_Records provided_
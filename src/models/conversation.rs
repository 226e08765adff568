use chrono::{NaiveDate, NaiveDateTime};
use serde::{Deserialize, Serialize};

use super::VehicleType;

#[derive(Debug, Clone, Copy, Serialize, Deserialize, PartialEq, Eq, Hash, Default)]
#[serde(rename_all = "snake_case")]
pub enum ConversationState {
    #[default]
    Idle,
    CollectingPickup,
    CollectingDestination,
    CollectingVehicle,
    CollectingDate,
    ConfirmingDetails,
    AwaitingPayment,
    BookingConfirmed,
}

impl ConversationState {
    pub const ALL: [ConversationState; 8] = [
        ConversationState::Idle,
        ConversationState::CollectingPickup,
        ConversationState::CollectingDestination,
        ConversationState::CollectingVehicle,
        ConversationState::CollectingDate,
        ConversationState::ConfirmingDetails,
        ConversationState::AwaitingPayment,
        ConversationState::BookingConfirmed,
    ];

    pub fn as_str(&self) -> &'static str {
        match self {
            ConversationState::Idle => "idle",
            ConversationState::CollectingPickup => "collecting_pickup",
            ConversationState::CollectingDestination => "collecting_destination",
            ConversationState::CollectingVehicle => "collecting_vehicle",
            ConversationState::CollectingDate => "collecting_date",
            ConversationState::ConfirmingDetails => "confirming_details",
            ConversationState::AwaitingPayment => "awaiting_payment",
            ConversationState::BookingConfirmed => "booking_confirmed",
        }
    }

    pub fn parse(s: &str) -> Option<Self> {
        Self::ALL.into_iter().find(|state| state.as_str() == s)
    }

    /// True while a partial booking is being collected or confirmed.
    pub fn is_collecting(&self) -> bool {
        matches!(
            self,
            ConversationState::CollectingPickup
                | ConversationState::CollectingDestination
                | ConversationState::CollectingVehicle
                | ConversationState::CollectingDate
                | ConversationState::ConfirmingDetails
        )
    }
}

/// Booking fields gathered across conversational turns.
#[derive(Debug, Clone, Default, Serialize, Deserialize, PartialEq)]
pub struct PartialBooking {
    #[serde(default, skip_serializing_if = "Option::is_none")]
    pub pickup_location: Option<String>,
    #[serde(default, skip_serializing_if = "Option::is_none")]
    pub destination: Option<String>,
    #[serde(default, skip_serializing_if = "Option::is_none")]
    pub vehicle_type: Option<VehicleType>,
    #[serde(default, skip_serializing_if = "Option::is_none")]
    pub pickup_date: Option<NaiveDate>,
    #[serde(default, skip_serializing_if = "Option::is_none")]
    pub corridor_key: Option<String>,
    #[serde(default, skip_serializing_if = "Option::is_none")]
    pub distance_km: Option<f64>,
    #[serde(default, skip_serializing_if = "Option::is_none")]
    pub nights: Option<i32>,
    /// Set when the distance is the configured default rather than known.
    #[serde(default, skip_serializing_if = "std::ops::Not::not")]
    pub distance_estimated: bool,
}

impl PartialBooking {
    pub fn is_empty(&self) -> bool {
        *self == PartialBooking::default()
    }
}

#[derive(Debug, Clone, Serialize, Deserialize, PartialEq)]
pub struct ConversationContext {
    pub phone: String,
    pub state: ConversationState,
    pub partial_booking: PartialBooking,
    pub current_booking_id: Option<String>,
    pub updated_at: NaiveDateTime,
}

impl ConversationContext {
    pub fn new(phone: &str, now: NaiveDateTime) -> Self {
        Self {
            phone: phone.to_string(),
            state: ConversationState::Idle,
            partial_booking: PartialBooking::default(),
            current_booking_id: None,
            updated_at: now,
        }
    }

    /// Drop collected fields and return to Idle.
    pub fn reset(&mut self) {
        self.state = ConversationState::Idle;
        self.partial_booking = PartialBooking::default();
    }
}

/// One message received from a client.
#[derive(Debug, Clone, Default)]
pub struct InboundMessage {
    pub from: String,
    pub body: String,
    pub media_url: Option<String>,
    pub message_sid: Option<String>,
}

impl InboundMessage {
    pub fn text(from: &str, body: &str) -> Self {
        Self {
            from: from.to_string(),
            body: body.to_string(),
            ..Self::default()
        }
    }
}
use serde::{Deserialize, Serialize};

use super::{Money, VehicleType};

#[derive(Debug, Clone, Serialize, Deserialize, PartialEq)]
pub struct PricingInput {
    pub distance_km: f64,
    #[serde(default)]
    pub nights: i32,
    #[serde(default)]
    pub corridor_key: Option<String>,
    #[serde(default)]
    pub waiting_hours: f64,
    #[serde(default)]
    pub after_hours: bool,
    pub platform_commission_rate: f64,
    #[serde(default)]
    pub vehicle_type: VehicleType,
}

/// Cost breakdown for one trip. Derived once, never mutated.
#[derive(Debug, Clone, Serialize, Deserialize, PartialEq)]
pub struct PricingResult {
    pub base_distance_fee: Money,
    pub per_diem_fee: Money,
    pub return_travel_fee: Money,
    pub waiting_fee: Money,
    pub after_hours_fee: Money,
    pub subtotal: Money,
    pub commission_amount: Money,
    pub customer_total: Money,
    pub driver_payout: Money,
    pub commission_rate: f64,
}

impl PricingResult {
    pub fn components(&self) -> [Money; 5] {
        [
            self.base_distance_fee,
            self.per_diem_fee,
            self.return_travel_fee,
            self.waiting_fee,
            self.after_hours_fee,
        ]
    }
}
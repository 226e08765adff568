use anyhow::Context;
use rusqlite::Connection;

/// Schema migrations, applied in order and recorded in `_migrations`.
const MIGRATIONS: &[(&str, &str)] = &[(
    "001_initial.sql",
    include_str!("../../migrations/001_initial.sql"),
)];

pub fn run_migrations(conn: &Connection) -> anyhow::Result<()> {
    conn.execute_batch(
        "CREATE TABLE IF NOT EXISTS _migrations (
            name TEXT PRIMARY KEY,
            applied_at TEXT NOT NULL DEFAULT (datetime('now'))
        );",
    )
    .context("failed to create migrations table")?;

    for (name, sql) in MIGRATIONS {
        let already_applied: bool = conn
            .query_row(
                "SELECT COUNT(*) > 0 FROM _migrations WHERE name = ?1",
                [name],
                |row| row.get(0),
            )
            .context("failed to check migration status")?;

        if already_applied {
            continue;
        }

        conn.execute_batch(sql)
            .with_context(|| format!("failed to apply migration: {name}"))?;

        conn.execute("INSERT INTO _migrations (name) VALUES (?1)", [name])
            .with_context(|| format!("failed to record migration: {name}"))?;

        tracing::info!("applied migration: {name}");
    }

    Ok(())
}

#[cfg(test)]
mod tests {
    use super::*;

    #[test]
    fn test_migrations_are_idempotent() {
        let conn = Connection::open_in_memory().unwrap();
        run_migrations(&conn).unwrap();
        run_migrations(&conn).unwrap();

        let applied: i64 = conn
            .query_row("SELECT COUNT(*) FROM _migrations", [], |row| row.get(0))
            .unwrap();
        assert_eq!(applied, MIGRATIONS.len() as i64);
    }
}
use serde::{Deserialize, Serialize};

/// What a client message asks for, independent of conversation state.
#[derive(Debug, Clone, Copy, Serialize, Deserialize, PartialEq, Eq)]
#[serde(rename_all = "snake_case")]
pub enum Intent {
    Help,
    Cancel,
    Book,
    Price,
    Driver,
    Status,
    Unknown,
}

/// Reply to the confirmation summary.
#[derive(Debug, Clone, Copy, PartialEq, Eq)]
pub enum Confirmation {
    Accept,
    Restart,
    Unclear,
}
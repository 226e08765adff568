//! Shared fixtures for unit tests.

use std::path::PathBuf;
use std::sync::{Arc, Mutex};

use async_trait::async_trait;
use chrono::{FixedOffset, TimeZone};

use crate::config::{AppConfig, InMemoryPricingSource, PricingConfig};
use crate::db::{self, BookingRepository, SqliteStore};
use crate::errors::DeliveryError;
use crate::services::clock::FixedClock;
use crate::services::locks::KeyedLocks;
use crate::services::messaging::{DeliveryResult, DeliveryStatus, NotificationGateway};
use crate::services::pricing::PricingHandle;
use crate::state::AppState;

pub type SentMessages = Arc<Mutex<Vec<(String, String)>>>;

#[derive(Default)]
pub struct MockMessaging {
    pub sent: SentMessages,
    fail: bool,
}

impl MockMessaging {
    pub fn new() -> Self {
        Self::default()
    }

    pub fn failing() -> Self {
        Self {
            fail: true,
            ..Self::new()
        }
    }
}

#[async_trait]
impl NotificationGateway for MockMessaging {
    async fn send(&self, to: &str, text: &str) -> Result<DeliveryResult, DeliveryError> {
        if self.fail {
            return Err(DeliveryError::Rejected {
                status: 503,
                message: "gateway unavailable".to_string(),
            });
        }
        self.sent.lock().unwrap().push((to.to_string(), text.to_string()));
        Ok(DeliveryResult {
            sid: format!("SM{}", self.sent.lock().unwrap().len()),
            status: DeliveryStatus::Queued,
        })
    }
}

pub fn test_config() -> AppConfig {
    AppConfig {
        port: 3000,
        database_url: ":memory:".to_string(),
        admin_token: "test-token".to_string(),
        twilio_account_sid: String::new(),
        twilio_auth_token: String::new(),
        twilio_whatsapp_number: "+14155238886".to_string(),
        operations_phone: "+255799000000".to_string(),
        pricing_config_path: PathBuf::from("unused.json"),
        booking_code_prefix: "MNZ".to_string(),
        conversation_ttl_hours: 24,
        utc_offset_hours: 3,
        payment_mobile_number: "0765 111 131".to_string(),
    }
}

/// Saturday 2026-10-17, 09:00 East Africa Time.
pub fn test_clock() -> FixedClock {
    let eat = FixedOffset::east_opt(3 * 3600).unwrap();
    FixedClock(eat.with_ymd_and_hms(2026, 10, 17, 9, 0, 0).unwrap())
}

pub fn test_state() -> (AppState, SentMessages) {
    test_state_with(None, MockMessaging::new())
}

/// State over an in-memory database. `bookings` replaces the SQLite
/// booking repository when given.
pub fn test_state_with(
    bookings: Option<Arc<dyn BookingRepository>>,
    messaging: MockMessaging,
) -> (AppState, SentMessages) {
    let store = Arc::new(SqliteStore::new(db::init_db(":memory:").unwrap(), 24));
    let pricing = PricingHandle::load(Box::new(InMemoryPricingSource::new(PricingConfig::default()))).unwrap();
    let sent = Arc::clone(&messaging.sent);

    let state = AppState {
        config: test_config(),
        conversations: store.clone(),
        bookings: bookings.unwrap_or_else(|| store as Arc<dyn BookingRepository>),
        messaging: Box::new(messaging),
        pricing,
        clock: Box::new(test_clock()),
        locks: KeyedLocks::new(),
    };
    (state, sent)
}
use std::fmt;
use std::iter::Sum;
use std::ops::Add;

use serde::{Deserialize, Serialize};

#[derive(Debug, Clone, Copy, Default, PartialEq, Eq, PartialOrd, Ord, Hash, Serialize, Deserialize)]
#[serde(rename_all = "UPPERCASE")]
pub enum Currency {
    #[default]
    Tzs,
}

impl Currency {
    pub fn as_str(&self) -> &'static str {
        match self {
            Currency::Tzs => "TZS",
        }
    }

    pub fn parse(s: &str) -> Option<Self> {
        match s {
            "TZS" => Some(Currency::Tzs),
            _ => None,
        }
    }

    /// Minor units per whole unit.
    pub fn minor_per_unit(&self) -> i64 {
        match self {
            Currency::Tzs => 100,
        }
    }

    fn symbol(&self) -> &'static str {
        match self {
            Currency::Tzs => "TSh",
        }
    }
}

/// An amount in integer minor units of its currency.
#[derive(Debug, Clone, Copy, Default, PartialEq, Eq, PartialOrd, Ord, Hash, Serialize, Deserialize)]
pub struct Money {
    pub minor: i64,
    pub currency: Currency,
}

impl Money {
    pub const fn zero() -> Self {
        Self {
            minor: 0,
            currency: Currency::Tzs,
        }
    }

    pub const fn from_minor(minor: i64) -> Self {
        Self {
            minor,
            currency: Currency::Tzs,
        }
    }

    /// Whole shillings.
    pub const fn tzs(whole: i64) -> Self {
        Self::from_minor(whole * 100)
    }

    pub fn is_zero(&self) -> bool {
        self.minor == 0
    }

    /// Whole units, rounded half-up.
    pub fn whole_units(&self) -> i64 {
        let per = self.currency.minor_per_unit();
        (self.minor + per / 2).div_euclid(per)
    }
}

impl Add for Money {
    type Output = Money;

    fn add(self, rhs: Money) -> Money {
        debug_assert_eq!(self.currency, rhs.currency, "currency mismatch");
        Money {
            minor: self.minor + rhs.minor,
            currency: self.currency,
        }
    }
}

impl Sum for Money {
    fn sum<I: Iterator<Item = Money>>(iter: I) -> Money {
        iter.fold(Money::zero(), Add::add)
    }
}

impl fmt::Display for Money {
    fn fmt(&self, f: &mut fmt::Formatter<'_>) -> fmt::Result {
        let per = self.currency.minor_per_unit();
        let sign = if self.minor < 0 { "-" } else { "" };
        let abs = self.minor.abs();
        let whole = group_thousands(abs / per);
        let cents = abs % per;
        if cents == 0 {
            write!(f, "{} {sign}{whole}", self.currency.symbol())
        } else {
            write!(f, "{} {sign}{whole}.{cents:02}", self.currency.symbol())
        }
    }
}

fn group_thousands(n: i64) -> String {
    let digits = n.to_string();
    let mut out = String::with_capacity(digits.len() + digits.len() / 3);
    for (i, ch) in digits.chars().enumerate() {
        if i > 0 && (digits.len() - i) % 3 == 0 {
            out.push(',');
        }
        out.push(ch);
    }
    out
}
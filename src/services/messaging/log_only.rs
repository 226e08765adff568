use async_trait::async_trait;

use super::{DeliveryResult, DeliveryStatus, NotificationGateway};
use crate::errors::DeliveryError;

/// Logs messages instead of sending them. Used when no Twilio credentials
/// are configured.
pub struct LogOnlyGateway;

#[async_trait]
impl NotificationGateway for LogOnlyGateway {
    async fn send(&self, to: &str, text: &str) -> Result<DeliveryResult, DeliveryError> {
        tracing::info!(to = %to, chars = text.chars().count(), "outbound message (not sent, log-only gateway)");
        tracing::debug!(to = %to, body = %text, "outbound message body");
        Ok(DeliveryResult {
            sid: "MOCK_SID".to_string(),
            status: DeliveryStatus::Sent,
        })
    }
}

_Task statement_
Among the records above, only the lines between the line holding "pub const fn zero()" and the line holding "fn group_thousands(n: i64)", inclusive, are to be output, exactly as written.

_Answer to this task_
    pub const fn zero() -> Self {
        Self {
            minor: 0,
            currency: Currency::Tzs,
        }
    }

    pub const fn from_minor(minor: i64) -> Self {
        Self {
            minor,
            currency: Currency::Tzs,
        }
    }

    /// Whole shillings.
    pub const fn tzs(whole: i64) -> Self {
        Self::from_minor(whole * 100)
    }

    pub fn is_zero(&self) -> bool {
        self.minor == 0
    }

    /// Whole units, rounded half-up.
    pub fn whole_units(&self) -> i64 {
        let per = self.currency.minor_per_unit();
        (self.minor + per / 2).div_euclid(per)
    }
}

impl Add for Money {
    type Output = Money;

    fn add(self, rhs: Money) -> Money {
        debug_assert_eq!(self.currency, rhs.currency, "currency mismatch");
        Money {
            minor: self.minor + rhs.minor,
            currency: self.currency,
        }
    }
}

impl Sum for Money {
    fn sum<I: Iterator<Item = Money>>(iter: I) -> Money {
        iter.fold(Money::zero(), Add::add)
    }
}

impl fmt::Display for Money {
    fn fmt(&self, f: &mut fmt::Formatter<'_>) -> fmt::Result {
        let per = self.currency.minor_per_unit();
        let sign = if self.minor < 0 { "-" } else { "" };
        let abs = self.minor.abs();
        let whole = group_thousands(abs / per);
        let cents = abs % per;
        if cents == 0 {
            write!(f, "{} {sign}{whole}", self.currency.symbol())
        } else {
            write!(f, "{} {sign}{whole}.{cents:02}", self.currency.symbol())
        }
    }
}

fn group_thousands(n: i64) -> String {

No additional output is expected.